--- Work order ---
Your task is to quote the records from their first line through the line containing "pub enum AutomationError", with nothing added or left out.

Stored items from a collection
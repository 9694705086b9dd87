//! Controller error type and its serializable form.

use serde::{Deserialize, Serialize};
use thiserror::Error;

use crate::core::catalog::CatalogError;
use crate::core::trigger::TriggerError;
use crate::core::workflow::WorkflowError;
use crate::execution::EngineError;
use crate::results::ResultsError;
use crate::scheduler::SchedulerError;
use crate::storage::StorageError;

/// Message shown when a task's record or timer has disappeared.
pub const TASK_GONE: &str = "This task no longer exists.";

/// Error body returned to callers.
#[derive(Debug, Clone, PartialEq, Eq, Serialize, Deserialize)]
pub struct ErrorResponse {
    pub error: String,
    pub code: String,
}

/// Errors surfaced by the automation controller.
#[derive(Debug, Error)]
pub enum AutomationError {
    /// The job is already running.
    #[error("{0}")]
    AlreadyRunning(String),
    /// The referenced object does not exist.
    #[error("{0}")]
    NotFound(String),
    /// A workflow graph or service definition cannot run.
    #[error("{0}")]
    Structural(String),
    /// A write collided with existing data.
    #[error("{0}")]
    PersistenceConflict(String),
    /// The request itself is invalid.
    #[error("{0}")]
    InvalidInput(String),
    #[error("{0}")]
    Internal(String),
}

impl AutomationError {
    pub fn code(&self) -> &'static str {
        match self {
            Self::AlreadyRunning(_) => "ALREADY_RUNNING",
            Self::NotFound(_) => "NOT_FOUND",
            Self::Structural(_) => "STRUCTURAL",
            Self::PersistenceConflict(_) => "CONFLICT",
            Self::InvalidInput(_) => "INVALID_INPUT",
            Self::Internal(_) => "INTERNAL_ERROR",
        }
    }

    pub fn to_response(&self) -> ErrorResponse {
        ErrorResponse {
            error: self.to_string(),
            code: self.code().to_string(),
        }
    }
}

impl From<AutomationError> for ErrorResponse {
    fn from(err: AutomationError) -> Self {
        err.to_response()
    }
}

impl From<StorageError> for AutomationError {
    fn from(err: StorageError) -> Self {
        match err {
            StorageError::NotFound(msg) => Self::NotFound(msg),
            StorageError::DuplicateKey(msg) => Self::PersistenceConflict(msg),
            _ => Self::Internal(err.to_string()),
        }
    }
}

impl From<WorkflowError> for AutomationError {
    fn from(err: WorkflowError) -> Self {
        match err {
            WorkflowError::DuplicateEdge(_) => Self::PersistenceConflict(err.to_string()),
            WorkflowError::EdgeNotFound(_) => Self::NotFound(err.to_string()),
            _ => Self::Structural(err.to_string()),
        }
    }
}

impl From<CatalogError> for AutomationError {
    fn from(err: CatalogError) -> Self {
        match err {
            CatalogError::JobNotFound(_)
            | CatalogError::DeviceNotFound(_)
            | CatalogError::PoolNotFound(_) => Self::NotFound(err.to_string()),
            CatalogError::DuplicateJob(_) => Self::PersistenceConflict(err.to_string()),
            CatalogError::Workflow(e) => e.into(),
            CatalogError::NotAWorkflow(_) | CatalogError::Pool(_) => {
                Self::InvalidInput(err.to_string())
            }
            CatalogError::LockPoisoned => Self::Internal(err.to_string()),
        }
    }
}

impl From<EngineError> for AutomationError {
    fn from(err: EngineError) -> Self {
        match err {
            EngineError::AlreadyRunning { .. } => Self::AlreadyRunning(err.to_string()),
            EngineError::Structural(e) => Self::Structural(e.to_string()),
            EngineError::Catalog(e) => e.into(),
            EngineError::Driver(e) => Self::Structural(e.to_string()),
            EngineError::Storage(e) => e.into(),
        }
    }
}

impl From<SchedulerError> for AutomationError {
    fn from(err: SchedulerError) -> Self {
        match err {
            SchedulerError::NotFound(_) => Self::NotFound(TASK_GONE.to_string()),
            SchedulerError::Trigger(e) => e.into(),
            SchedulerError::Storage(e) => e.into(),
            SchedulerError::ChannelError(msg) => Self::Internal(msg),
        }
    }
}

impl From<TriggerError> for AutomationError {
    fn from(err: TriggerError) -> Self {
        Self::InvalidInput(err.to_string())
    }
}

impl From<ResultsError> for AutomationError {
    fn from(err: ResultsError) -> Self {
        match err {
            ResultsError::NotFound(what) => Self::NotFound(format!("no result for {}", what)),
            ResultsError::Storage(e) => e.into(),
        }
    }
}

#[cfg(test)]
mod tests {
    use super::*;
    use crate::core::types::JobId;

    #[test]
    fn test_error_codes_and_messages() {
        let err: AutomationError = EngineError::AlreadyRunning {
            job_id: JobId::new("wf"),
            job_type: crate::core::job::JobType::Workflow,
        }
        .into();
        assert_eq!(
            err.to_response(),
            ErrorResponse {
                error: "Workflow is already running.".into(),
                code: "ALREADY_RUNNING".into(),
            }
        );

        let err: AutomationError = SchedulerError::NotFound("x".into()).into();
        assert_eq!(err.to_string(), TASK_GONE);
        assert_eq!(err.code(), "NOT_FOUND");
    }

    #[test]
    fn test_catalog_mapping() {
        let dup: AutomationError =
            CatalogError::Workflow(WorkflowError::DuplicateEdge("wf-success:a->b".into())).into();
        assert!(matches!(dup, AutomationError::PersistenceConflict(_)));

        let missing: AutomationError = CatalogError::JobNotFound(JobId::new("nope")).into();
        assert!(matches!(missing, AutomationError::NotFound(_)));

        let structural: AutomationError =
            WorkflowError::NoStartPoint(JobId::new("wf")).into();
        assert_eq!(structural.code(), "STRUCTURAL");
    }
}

--- Output of the task ---
repository 9694705086b9dd87
//! Controller error type and its serializable form.

use serde::{Deserialize, Serialize};
use thiserror::Error;

use crate::core::catalog::CatalogError;
use crate::core::trigger::TriggerError;
use crate::core::workflow::WorkflowError;
use crate::execution::EngineError;
use crate::results::ResultsError;
use crate::scheduler::SchedulerError;
use crate::storage::StorageError;

/// Message shown when a task's record or timer has disappeared.
pub const TASK_GONE: &str = "This task no longer exists.";

/// Error body returned to callers.
#[derive(Debug, Clone, PartialEq, Eq, Serialize, Deserialize)]
pub struct ErrorResponse {
    pub error: String,
    pub code: String,
}

/// Errors surfaced by the automation controller.
#[derive(Debug, Error)]
pub enum AutomationError {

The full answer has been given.